Wednesday, December 03, 2008

H2O Pollution Causes "Wonky Babies"

It is a known fact that ships used for the military and for economic purposes pollute the ocean. What is not as well known however, are the specific negative effects this pollution can have on organisms living in the sea. Ceri Lewis, an ecotoxicologist, conducted an experiment to find out exactly how certain pollutants effect the sperm and reproduction of two species of worms and one species of mussel. These, and many other marine species, send their sperm out into the water hoping it will come in contact with an egg and fertilize it successfully. This is risky because the sperm can be easily damaged by the polluted water.
Lewis and her colleagues looked at the lug worm, green rag worm, and a mussel in the lab under conditions that mimic those in the marine-environments these organisms are found. They exposed their sperm to water contaminated with a carcinogenic byproduct of fossil-fuel combustion and to water contaminated by toxic heavy metals such as copper and cadmium. The scientists' results showed that the pollution caused significant impairments to the sperm. In some cases, such as in the rag worm, the sperm swam at about half the speed they would have in clean water. In other cases, the sperm made it to the egg on time but exhibited high levels of DNA damage, such as in the mussel. An example of the damage the pollution was causing is problems in DNA-repair enzymes. This meant that even though the embryo's were being fertilized, they had DNA damage and were creating abnormal offspring. During embryonic development, the cells were dividing in an asymmetrical fashion resulting in unequal amounts of developing tissues. This made it unlikely that the offspring would survive or reproduce.
A strange observation Lewis made is that many animals can reproduce successfully in highly polluted environments. She found this interesting and understanding the mechanisms by which this occurs could be useful. For now, we should try to keep our oceans as clean as we can to protect the vast diversity of wildlife and to give them a fighting chance for survival.
Edit (Dec 8):
Most of the comments asked about species that can successfully reproduce in polluted environments or those that are not affected by the pollution. I did some more research and found an experiment done in 2007 called "Is selenium affecting body condition and reproduction in boreal breeding scaup, scoters, and ring-necked ducks? " by Jean-Michel A. DeVink, Robert G. Clark, Stuart M. Slattery, and Mark Wayland. Although this isn't necessarily related to the mussells, it is a similar topic. Of course, pollution negatively affects most animals and other organisms but in this experiment, they looked at levels of Selenium (Se) and Mercury (Hg) in different birds. "Overall, we found no support for a relationship between selenium and boreal scaup and scoter declines, and discuss current Se threshold concentrations." They found no relationship between the levels of metals and the breeding of the birds which shows that they are not affected in this way by these toxins.
Of course there are many more instances of pollution having a huge impact on animals in nature. One interesting negative affect pollution has is increasing the level of noise in the ocean which makes it hard for whales and dolphins to communicate. They send signals through the water to each other and the noise in the ocean is increasing at a regular level, making it hard for them to understand one another. This leads to problems in reproduction, mating, and everything else that requires communication between individuals. The article can be found here. There are many interesting articles about pollution in the ocean and its affects and I think this is a very important issue that should be addressed and taken seriously.
Posted by Julie K. Riley (11)


At 10:32 AM, Anonymous Jen Kodela said...
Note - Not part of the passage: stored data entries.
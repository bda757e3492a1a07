//! Ledger service: creation, transitions, balances and charge queries.
//!
//! Every public method opens exactly one store scope and commits it before
//! returning, so each call is atomic on its own.

use std::sync::Arc;

use chrono::NaiveDate;
use tracing::{debug, info};

use billing_shared::types::{AccountId, TransactionId};

use crate::charges::{self, ChartPoint, DailyCharge};
use crate::ledger::error::{LedgerError, StoreError};
use crate::ledger::lifecycle::{Lifecycle, Transition, TransitionOutcome};
use crate::ledger::store::{LedgerScope, LedgerStore};
use crate::ledger::types::{Account, CorrelationKey, NewAccount, NewTransaction, Transaction};

/// A transaction after a transition was applied to it.
#[derive(Debug, Clone, PartialEq, Eq)]
pub struct Transitioned {
    /// The transaction as stored after the call.
    pub transaction: Transaction,
    /// What the transition changed.
    pub outcome: TransitionOutcome,
}

/// Entry point for ledger reads and writes.
#[derive(Clone)]
pub struct LedgerService {
    store: Arc<dyn LedgerStore>,
}

impl LedgerService {
    /// Creates a service over the given store.
    #[must_use]
    pub fn new(store: Arc<dyn LedgerStore>) -> Self {
        Self { store }
    }

    /// The underlying store.
    #[must_use]
    pub fn store(&self) -> &Arc<dyn LedgerStore> {
        &self.store
    }

    /// Creates an account.
    ///
    /// # Errors
    ///
    /// Returns `LedgerError::Conflict` if the user already has an account.
    pub async fn create_account(&self, account: NewAccount) -> Result<Account, LedgerError> {
        let mut scope = self.store.begin().await?;
        let account = scope.create_account(account).await?;
        scope.commit().await?;

        info!(account_id = %account.id, user_id = %account.user_id, "account created");
        Ok(account)
    }

    /// Validates and records a new transaction.
    ///
    /// # Errors
    ///
    /// Returns `LedgerError::InvalidInput` if the initial state is not allowed.
    pub async fn create_transaction(
        &self,
        transaction: NewTransaction,
    ) -> Result<Transaction, LedgerError> {
        Lifecycle::validate_new(&transaction)?;

        let mut scope = self.store.begin().await?;
        let transaction = scope.create_transaction(transaction).await?;
        scope.commit().await?;

        info!(
            tx_id = %transaction.id,
            kind = %transaction.kind,
            status = %transaction.status,
            amount = transaction.amount,
            "transaction recorded"
        );
        Ok(transaction)
    }

    /// Reads a transaction by id.
    ///
    /// # Errors
    ///
    /// Returns `LedgerError::NotFound` if it does not exist.
    pub async fn transaction(&self, id: TransactionId) -> Result<Transaction, LedgerError> {
        let mut scope = self.store.begin().await?;
        let transaction = scope.transaction_by_id(id).await?;
        scope.commit().await?;
        Ok(transaction)
    }

    /// Reads the transaction carrying an external identifier.
    ///
    /// # Errors
    ///
    /// Returns `LedgerError::NotFound` if no transaction matches.
    pub async fn transaction_by_correlation_key(
        &self,
        key: &CorrelationKey,
    ) -> Result<Transaction, LedgerError> {
        let mut scope = self.store.begin().await?;
        let transaction = scope.find_by_correlation_key(key).await?;
        scope.commit().await?;
        Ok(transaction)
    }

    /// Applies a transition to a transaction.
    ///
    /// The row is re-read under a write lock, so concurrent transitions on
    /// the same transaction are applied one after the other.
    ///
    /// # Errors
    ///
    /// Returns `LedgerError::NotFound` or `LedgerError::TransitionRejected`.
    pub async fn transition(
        &self,
        id: TransactionId,
        transition: Transition,
    ) -> Result<Transitioned, LedgerError> {
        let mut scope = self.store.begin().await?;
        let result = apply_transition(scope.as_mut(), id, transition).await?;
        scope.commit().await?;
        Ok(result)
    }

    /// Applies a transition to the transaction carrying an external identifier.
    ///
    /// # Errors
    ///
    /// Returns `LedgerError::NotFound` if no transaction matches.
    pub async fn apply_by_correlation_key(
        &self,
        key: &CorrelationKey,
        transition: Transition,
    ) -> Result<Transitioned, LedgerError> {
        let mut scope = self.store.begin().await?;
        let found = scope.find_by_correlation_key(key).await?;
        let result = apply_transition(scope.as_mut(), found.id, transition).await?;
        scope.commit().await?;
        Ok(result)
    }

    /// Marks a transaction succeeded.
    ///
    /// # Errors
    ///
    /// See [`LedgerService::transition`].
    pub async fn mark_succeeded(&self, id: TransactionId) -> Result<Transitioned, LedgerError> {
        self.transition(id, Transition::Succeed).await
    }

    /// Marks a transaction canceled.
    ///
    /// # Errors
    ///
    /// See [`LedgerService::transition`].
    pub async fn mark_canceled(&self, id: TransactionId) -> Result<Transitioned, LedgerError> {
        self.transition(id, Transition::Cancel).await
    }

    /// Marks a transaction failed.
    ///
    /// # Errors
    ///
    /// See [`LedgerService::transition`].
    pub async fn mark_failed(&self, id: TransactionId) -> Result<Transitioned, LedgerError> {
        self.transition(id, Transition::Fail).await
    }

    /// Balance of an account in minor units, from settled transactions.
    ///
    /// # Errors
    ///
    /// Returns `LedgerError::StoreUnavailable` on storage failure.
    pub async fn balance(&self, account: AccountId) -> Result<i64, LedgerError> {
        let mut scope = self.store.begin().await?;
        let balance = scope.compute_balance(account).await?;
        scope.commit().await?;
        Ok(balance)
    }

    /// Balance of a user's account; zero if the user has no account yet.
    ///
    /// # Errors
    ///
    /// Returns `LedgerError::StoreUnavailable` on storage failure.
    pub async fn balance_for_user(&self, user_id: &str) -> Result<i64, LedgerError> {
        let mut scope = self.store.begin().await?;
        let balance = match scope.account_by_user_id(user_id).await {
            Ok(account) => scope.compute_balance(account.id).await?,
            Err(StoreError::NotFound { .. }) => 0,
            Err(err) => return Err(err.into()),
        };
        scope.commit().await?;
        Ok(balance)
    }

    /// Daily charge rows paid by a user, newest day first.
    ///
    /// # Errors
    ///
    /// Returns `LedgerError::StoreUnavailable` on storage failure.
    pub async fn charges_for_user(&self, user_id: &str) -> Result<Vec<DailyCharge>, LedgerError> {
        let mut scope = self.store.begin().await?;
        let rows = match scope.account_by_user_id(user_id).await {
            Ok(account) => scope.list_charges(Some(account.id)).await?,
            Err(StoreError::NotFound { .. }) => Vec::new(),
            Err(err) => return Err(err.into()),
        };
        scope.commit().await?;
        Ok(charges::aggregate_by_day(&rows))
    }

    /// Daily charge rows across all accounts, newest day first.
    ///
    /// # Errors
    ///
    /// Returns `LedgerError::StoreUnavailable` on storage failure.
    pub async fn all_charges(&self) -> Result<Vec<DailyCharge>, LedgerError> {
        let mut scope = self.store.begin().await?;
        let rows = scope.list_charges(None).await?;
        scope.commit().await?;
        Ok(charges::aggregate_by_day(&rows))
    }

    /// Per-day live and on-demand charges of a user for the month of `today`.
    ///
    /// # Errors
    ///
    /// Returns `LedgerError::StoreUnavailable` on storage failure.
    pub async fn charge_chart_for_user(
        &self,
        user_id: &str,
        today: NaiveDate,
    ) -> Result<Vec<ChartPoint>, LedgerError> {
        let rows = self.charges_for_user(user_id).await?;
        Ok(charges::monthly_chart(&rows, today))
    }

    /// Deposits and payments credited to a user by the bank, newest first.
    ///
    /// # Errors
    ///
    /// Returns `LedgerError::StoreUnavailable` on storage failure.
    pub async fn deposits_for_user(&self, user_id: &str) -> Result<Vec<Transaction>, LedgerError> {
        let mut scope = self.store.begin().await?;
        let rows = match scope.account_by_user_id(user_id).await {
            Ok(account) => scope.list_deposits(account.id).await?,
            Err(StoreError::NotFound { .. }) => Vec::new(),
            Err(err) => return Err(err.into()),
        };
        scope.commit().await?;
        Ok(rows)
    }
}

/// Plans and writes a transition inside an open scope.
pub(crate) async fn apply_transition(
    scope: &mut dyn LedgerScope,
    id: TransactionId,
    transition: Transition,
) -> Result<Transitioned, LedgerError> {
    let current = scope.transaction_for_update(id).await?;
    let outcome = Lifecycle::plan(&current, transition)?;

    let transaction = match outcome {
        TransitionOutcome::Applied {
            status,
            payment_status,
        } => {
            let updated = scope.update_status(id, status, payment_status).await?;
            info!(
                tx_id = %id,
                from_status = %current.status,
                to_status = %status,
                payment_status = ?payment_status,
                "transaction transitioned"
            );
            updated
        }
        TransitionOutcome::Unchanged => {
            debug!(tx_id = %id, status = %current.status, ?transition, "transition is a no-op");
            current
        }
    };

    Ok(Transitioned {
        transaction,
        outcome,
    })
}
Why are some species able to reproduce in highly polluted environments? Is it because they have developed some resistance?

At 1:01 PM, Anonymous Anonymous said...

Are the species that can successfully reproduce related to the worms and mussels? Could this lead to the worms and mussels dieing off?

-Cecelia Hunt

At 1:28 PM, Anonymous Anonymous said...

What species are able to reproduce normally? I would imagine theses species are ones that dont have the sperm swimming freely to the eggs but have less contact with the pollluted water. Interesting article.

Erica Damon

At 7:01 PM, Anonymous Anonymous said...

Interesting blog. I wonder if the species that can reproduce normally in highly polluted environments are ones who have been around longer, and therefore seen more pollution, and have built up a level of resistance against it. I know pollution in the ocean now is most likely higher than it has been, but the oceans and rivers have been polluted for a long time. Maybe some were able to build a resitance a lot faster than others, so maybe that someone in the population had a mutation that got passed on. Interesting. Did they mention anything about other factors affecting the situation? ie. temperature, weather conditions, etc?

Katie Cole

At 1:42 PM, Anonymous Anonymous said...

Very interesting, I was wondering if any other resistance that has been developed to be able to live relatively normally in the polluted waters?

Amanda Joyce

At 11:21 PM, Anonymous Anonymous said...

This is very important, and I agree that we should try and keep our Oceans clean. Those that can successfully reproduce in polluted water do they reproduce better or about the same as they would in normal conditions?